4. In our decision in Laxmi Weaving Factory v. Addl. CIT (Income-tax Reference Nos. 1 and 2 of 1973 - See page 80 infra), we relied upon a decision of this High Court in Special Civil Application No. 1502 of 1973, which in now reported as Abdul Rehman Haji Miya v. V. P. Minocha : [1977]106ITR821(Guj) , it has been pointed out :

'Similar is the provision in almost identical terms under s. 155(5)(ii)(c) of the 1961 Act read with s. 34(3)(a) of the Act of 1961. We are unable to accept this contention of Mr. Kaji because when one examines the provisions of s. 35(11) of the Act of 1922, one finds that each one of the modes of utilisation referred to in cls. (a) and (b) of clause (ii) of s. 35(11) refers to voluntary utilisation of the amount credited to the reserve account. The three modes of utilisation which are prohibited are : (a) for distribution by way of dividends or profits : or (b) for remittance outside India as profits or for the creation of any asset outside India; or (c) for any other purpose which is not a purpose of the business of the undertaking. It must be borne in mind that a distinction has been made in s. 35(11)(ii) between the assessee and the undertaking or the business of the undertaking in respect of which the development rebate has been allowed. The assessee may be the same but he may have different undertakings; for example, the assessee may be running an ice factory and a textile factory and in respect of the ice factory machinery, he may have been allowed development rebate. He may also have been allowed development rebate in respect of the machinery installed for his textile factory. But the business of each of these two undertakings is distinct and separate and, therefore, the development rebate allowed in respect of the ice factory machinery cannot be permitted to be used for the other undertaking of the assessee, namely, the textile factory. The illustration clearly explains what the legislature has meant to emphasize by the use of the words 'business of the undertaking'. However, the main ground for rejecting this particular contention on behalf of the revenue is that in each of the two cases referred to in sub-cls. (a) and (b) of s. 35(11)(ii), the use is a voluntary use and, therefore, when it comes to clause (c), on the principles of ejusdem generis, the utilisation for any other purpose which is not a purpose of the business of the undertaking must be also a voluntary utilisation. When on the distribution of the assets of the partnership, the surplus assets are distributed amongst the partners, there is no utilisation in the voluntary sense.'

5. In view of these two decisions, namely, Abdul Rehman v. V. P. Minocha : [1977]106ITR821(Guj) and Laxmi Weaving Factory v. Addl. CIT (See page 80 infra), it is clear that in the instant case, the Tribunal was in error when if dismissed the appeal following its own earlier decision in Laxmi Weaving Factory's case. The AAC has rightly pointed out that in the concerned previous year relevant to each of the two assessment years under consideration, the business had belonged to the assessee concern. It was only in the subsequent year that the rearrangement of the business of partnership had taken place and it was by the invoking of s. 155(5)(ii)(c) or any other similar provision of s. 155(5) that the ITO, after allowing development rebate, if at all, could have, under the deeming provision of s. 155(5), withdrawn the development rebate already granted for the assessment years under consideration.

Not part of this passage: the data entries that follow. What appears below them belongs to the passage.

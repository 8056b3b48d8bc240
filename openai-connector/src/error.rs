//! Error types for the connector.
//!
//! Three failure classes exist:
//! - configuration that fails shape validation at construction time,
//! - multipart payloads that cannot be encoded,
//! - transport failures (network, non-success status, undecodable body).
//!
//! Nothing is retried or recovered internally; every error surfaces to the
//! caller as a typed failure.

use std::fmt;

/// Result type alias for connector operations.
pub type Result<T> = std::result::Result<T, Error>;

/// The main error type for the connector.
#[derive(Debug, thiserror::Error)]
#[non_exhaustive]
pub enum Error {
    /// An optional configuration sub-object did not match its expected shape.
    #[error("invalid `{field}` configuration: {reason}")]
    ConfigValidation {
        /// The configuration field that failed validation.
        field: &'static str,
        /// Why the value was rejected.
        reason: String,
    },

    /// A multipart payload could not be serialized into body parts.
    #[error("multipart encoding failed: {0}")]
    BodyEncoding(String),

    /// A transport-level failure, surfaced unchanged.
    #[error("transport error: {0}")]
    Transport(#[from] TransportError),
}

impl Error {
    /// Create a configuration validation error for the given field.
    #[must_use]
    pub fn config_validation(field: &'static str, reason: impl Into<String>) -> Self {
        Self::ConfigValidation {
            field,
            reason: reason.into(),
        }
    }

    /// Create a body encoding error.
    #[must_use]
    pub fn body_encoding(msg: impl Into<String>) -> Self {
        Self::BodyEncoding(msg.into())
    }
}

impl From<reqwest::Error> for Error {
    fn from(err: reqwest::Error) -> Self {
        Self::Transport(err.into())
    }
}

/// Transport failures: network errors, non-success HTTP statuses, and
/// response bodies that fail to deserialize into the declared shape.
#[derive(Debug, thiserror::Error)]
#[non_exhaustive]
pub enum TransportError {
    /// The HTTP exchange itself failed (connect, timeout, protocol).
    #[error("HTTP error: {0}")]
    Http(#[from] reqwest::Error),

    /// The server answered with a non-success status.
    #[error("{0}")]
    Status(ApiFailure),

    /// The response body did not deserialize into the declared shape.
    #[error("failed to decode response: {0}")]
    Decode(String),
}

impl TransportError {
    /// Create a decode error.
    #[must_use]
    pub fn decode(msg: impl Into<String>) -> Self {
        Self::Decode(msg.into())
    }
}

/// A non-success HTTP answer, with whatever the server said about it.
#[derive(Debug, Clone)]
#[non_exhaustive]
pub struct ApiFailure {
    /// The HTTP status code.
    pub status: u16,
    /// Error message, parsed from the OpenAI error body when possible.
    pub message: String,
    /// Error type reported by the API, if any.
    pub error_type: Option<String>,
    /// Error code reported by the API, if any.
    pub code: Option<String>,
}

impl ApiFailure {
    /// Create a failure from a raw, unparseable body.
    #[must_use]
    pub fn raw(status: u16, body: impl Into<String>) -> Self {
        Self {
            status,
            message: body.into(),
            error_type: None,
            code: None,
        }
    }
}

impl fmt::Display for ApiFailure {
    fn fmt(&self, f: &mut fmt::Formatter<'_>) -> fmt::Result {
        write!(f, "HTTP {}: {}", self.status, self.message)?;
        if let Some(code) = &self.code {
            write!(f, " (code: {code})")?;
        }
        Ok(())
    }
}
//! Chat completions endpoint (`/chat/completions`).

use std::collections::HashMap;

use reqwest::Method;
use serde::{Deserialize, Serialize};

use crate::client::Client;
use crate::error::Result;

/// Message author role.
#[derive(Debug, Clone, Copy, PartialEq, Eq, Serialize, Deserialize)]
#[serde(rename_all = "lowercase")]
pub enum Role {
    /// System instruction.
    System,
    /// End-user input.
    User,
    /// Model output.
    Assistant,
}

/// One chat message.
#[derive(Debug, Clone, PartialEq, Serialize, Deserialize)]
pub struct ChatMessage {
    /// Author role.
    pub role: Role,
    /// Message text.
    pub content: String,
    /// Optional author name.
    #[serde(default, skip_serializing_if = "Option::is_none")]
    pub name: Option<String>,
}

impl ChatMessage {
    /// Creates a system message.
    pub fn system(content: impl Into<String>) -> Self {
        Self {
            role: Role::System,
            content: content.into(),
            name: None,
        }
    }

    /// Creates a user message.
    pub fn user(content: impl Into<String>) -> Self {
        Self {
            role: Role::User,
            content: content.into(),
            name: None,
        }
    }

    /// Creates an assistant message.
    pub fn assistant(content: impl Into<String>) -> Self {
        Self {
            role: Role::Assistant,
            content: content.into(),
            name: None,
        }
    }
}

/// Chat completion request.
#[derive(Debug, Clone, Serialize)]
pub struct ChatCompletionRequest {
    /// Model identifier.
    pub model: String,
    /// Conversation so far.
    pub messages: Vec<ChatMessage>,
    /// Sampling temperature.
    #[serde(skip_serializing_if = "Option::is_none")]
    pub temperature: Option<f32>,
    /// Nucleus sampling cutoff.
    #[serde(skip_serializing_if = "Option::is_none")]
    pub top_p: Option<f32>,
    /// Number of choices to generate.
    #[serde(skip_serializing_if = "Option::is_none")]
    pub n: Option<u8>,
    /// Stop sequences.
    #[serde(skip_serializing_if = "Option::is_none")]
    pub stop: Option<Vec<String>>,
    /// Maximum tokens in the completion.
    #[serde(skip_serializing_if = "Option::is_none")]
    pub max_tokens: Option<u32>,
    /// Presence penalty.
    #[serde(skip_serializing_if = "Option::is_none")]
    pub presence_penalty: Option<f32>,
    /// Frequency penalty.
    #[serde(skip_serializing_if = "Option::is_none")]
    pub frequency_penalty: Option<f32>,
    /// Per-token logit biases.
    #[serde(skip_serializing_if = "Option::is_none")]
    pub logit_bias: Option<HashMap<String, f32>>,
    /// End-user identifier for abuse detection.
    #[serde(skip_serializing_if = "Option::is_none")]
    pub user: Option<String>,
}

impl ChatCompletionRequest {
    /// Creates a request with the required fields only.
    #[must_use]
    pub fn new(model: impl Into<String>, messages: Vec<ChatMessage>) -> Self {
        Self {
            model: model.into(),
            messages,
            temperature: None,
            top_p: None,
            n: None,
            stop: None,
            max_tokens: None,
            presence_penalty: None,
            frequency_penalty: None,
            logit_bias: None,
            user: None,
        }
    }
}

/// One generated choice.
#[derive(Debug, Clone, Deserialize)]
pub struct ChatChoice {
    /// Position of this choice in the response.
    pub index: u32,
    /// The generated message.
    pub message: ChatMessage,
    /// Why generation stopped, if reported.
    #[serde(default)]
    pub finish_reason: Option<String>,
}

/// Token accounting for one completion.
#[derive(Debug, Clone, Copy, Deserialize)]
pub struct Usage {
    /// Tokens in the prompt.
    pub prompt_tokens: u32,
    /// Tokens in the completion.
    pub completion_tokens: u32,
    /// Prompt plus completion.
    pub total_tokens: u32,
}

/// Chat completion response.
#[derive(Debug, Clone, Deserialize)]
pub struct ChatCompletionResponse {
    /// Response identifier.
    pub id: String,
    /// Object type tag.
    pub object: String,
    /// Creation unix timestamp.
    pub created: u64,
    /// Model that produced the response.
    pub model: String,
    /// Generated choices.
    pub choices: Vec<ChatChoice>,
    /// Token usage, if reported.
    #[serde(default)]
    pub usage: Option<Usage>,
}

impl Client {
    /// `POST /chat/completions`
    pub async fn create_chat_completion(
        &self,
        request: &ChatCompletionRequest,
    ) -> Result<ChatCompletionResponse> {
        self.execute_json(Method::POST, "/chat/completions", request)
            .await
    }
}

#[cfg(test)]
#[allow(clippy::unwrap_used, clippy::panic)]
mod tests {
    use super::*;

    mod request {
        use super::*;

        #[test]
        fn serializes_required_fields() {
            let req = ChatCompletionRequest::new("gpt-3.5-turbo", vec![ChatMessage::user("Hi")]);
            let json = serde_json::to_value(&req).unwrap();

            assert_eq!(json["model"], "gpt-3.5-turbo");
            assert_eq!(json["messages"][0]["role"], "user");
            assert_eq!(json["messages"][0]["content"], "Hi");
        }

        #[test]
        fn skips_absent_optional_fields() {
            let req = ChatCompletionRequest::new("gpt-3.5-turbo", vec![ChatMessage::user("Hi")]);
            let json = serde_json::to_string(&req).unwrap();

            assert!(!json.contains("temperature"));
            assert!(!json.contains("logit_bias"));
            assert!(!json.contains("stop"));
            assert!(!json.contains("user"));
        }

        #[test]
        fn includes_set_optional_fields() {
            let mut req = ChatCompletionRequest::new("gpt-4", vec![ChatMessage::user("Hi")]);
            req.temperature = Some(0.2);
            req.max_tokens = Some(256);
            req.stop = Some(vec!["\n".to_owned()]);

            let json = serde_json::to_value(&req).unwrap();

            assert!((json["temperature"].as_f64().unwrap() - 0.2).abs() < 1e-6);
            assert_eq!(json["max_tokens"], 256);
            assert_eq!(json["stop"][0], "\n");
        }

        #[test]
        fn message_name_is_optional() {
            let msg = ChatMessage::user("Hi");
            let json = serde_json::to_string(&msg).unwrap();
            assert!(!json.contains("name"));
        }
    }

    mod response {
        use super::*;

        #[test]
        fn deserializes_full_response() {
            let json = r#"{
                "id": "chatcmpl-123",
                "object": "chat.completion",
                "created": 1677652288,
                "model": "gpt-3.5-turbo-0301",
                "choices": [{
                    "index": 0,
                    "message": {"role": "assistant", "content": "Hello there!"},
                    "finish_reason": "stop"
                }],
                "usage": {"prompt_tokens": 9, "completion_tokens": 12, "total_tokens": 21}
            }"#;

            let response: ChatCompletionResponse = serde_json::from_str(json).unwrap();

            assert_eq!(response.id, "chatcmpl-123");
            assert_eq!(response.choices.len(), 1);
            assert_eq!(response.choices[0].message.role, Role::Assistant);
            assert_eq!(response.choices[0].message.content, "Hello there!");
            assert_eq!(response.usage.unwrap().total_tokens, 21);
        }

        #[test]
        fn tolerates_missing_usage_and_finish_reason() {
            let json = r#"{
                "id": "chatcmpl-1",
                "object": "chat.completion",
                "created": 1,
                "model": "gpt-4",
                "choices": [{"index": 0, "message": {"role": "assistant", "content": "x"}}]
            }"#;

            let response: ChatCompletionResponse = serde_json::from_str(json).unwrap();

            assert!(response.usage.is_none());
            assert!(response.choices[0].finish_reason.is_none());
        }
    }
}
/// HTTP protocol version requested from the transport.
#[derive(Debug, Clone, Copy, PartialEq, Eq, Default, Deserialize)]
pub enum HttpVersion {
    /// HTTP/1.1 (transport default).
    #[default]
    #[serde(rename = "1.1")]
    Http11,
    /// HTTP/2, negotiated via ALPN.
    #[serde(rename = "2.0")]
    Http2,
}

/// `Forwarded`/`X-Forwarded-*` header handling.
#[derive(Debug, Clone, Copy, PartialEq, Eq, Default, Deserialize)]
#[serde(rename_all = "lowercase")]
pub enum Forwarded {
    /// Do not send forwarding headers.
    #[default]
    Disable,
    /// Send the standard `Forwarded` header.
    Enable,
    /// Send legacy `X-Forwarded-*` headers.
    Transition,
}

/// Connection pool policy handed to the transport.
#[derive(Debug, Clone, Copy, PartialEq, Eq, Deserialize)]
#[serde(default)]
pub struct PoolConfig {
    /// Maximum idle connections kept per host.
    pub max_idle_per_host: usize,
    /// Seconds an idle connection may stay pooled.
    pub idle_timeout_secs: u64,
}

impl Default for PoolConfig {
    fn default() -> Self {
        Self {
            max_idle_per_host: 32,
            idle_timeout_secs: 90,
        }
    }
}

/// Response compression policy.
#[derive(Debug, Clone, Copy, PartialEq, Eq, Default, Deserialize)]
#[serde(rename_all = "lowercase")]
pub enum Compression {
    /// Negotiate compression with the server (transport default).
    #[default]
    Auto,
    /// Always advertise compression support.
    Always,
    /// Never advertise compression support.
    Never,
}

/// Circuit breaker policy.
///
/// The connector performs no circuit breaking itself; the values are
/// validated and carried for transports or wrappers that do.
#[derive(Debug, Clone, Copy, PartialEq, Deserialize)]
#[serde(default)]
pub struct CircuitBreakerConfig {
    /// Failure ratio above which the circuit opens.
    pub failure_threshold: f64,
    /// Seconds of rolling window over which failures are counted.
    pub time_window_secs: u64,
    /// Seconds before a half-open probe after the circuit opens.
    pub reset_time_secs: u64,
}

impl Default for CircuitBreakerConfig {
    fn default() -> Self {
        Self {
            failure_threshold: 0.0,
            time_window_secs: 60,
            reset_time_secs: 30,
        }
    }
}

6. However, since there was no voluntary utilisation but there was non utilisation of the development rebate reserve in the instant case because non-utilisation, if any, had taken place by virtue of the rearrangement of the business, it cannot be said that clause (c) of s. 155(5) could be invoked.

7. We, therefore, hold that the Tribunal was in error in law in holding that the provisions of s. 155(5) were attracted to the facts and circumstances of this case. We, therefore, answer the question referred to us in the negative, that is, in favour of the assessee and against the revenue. The Commissioner will pay the costs of this reference to the assessee.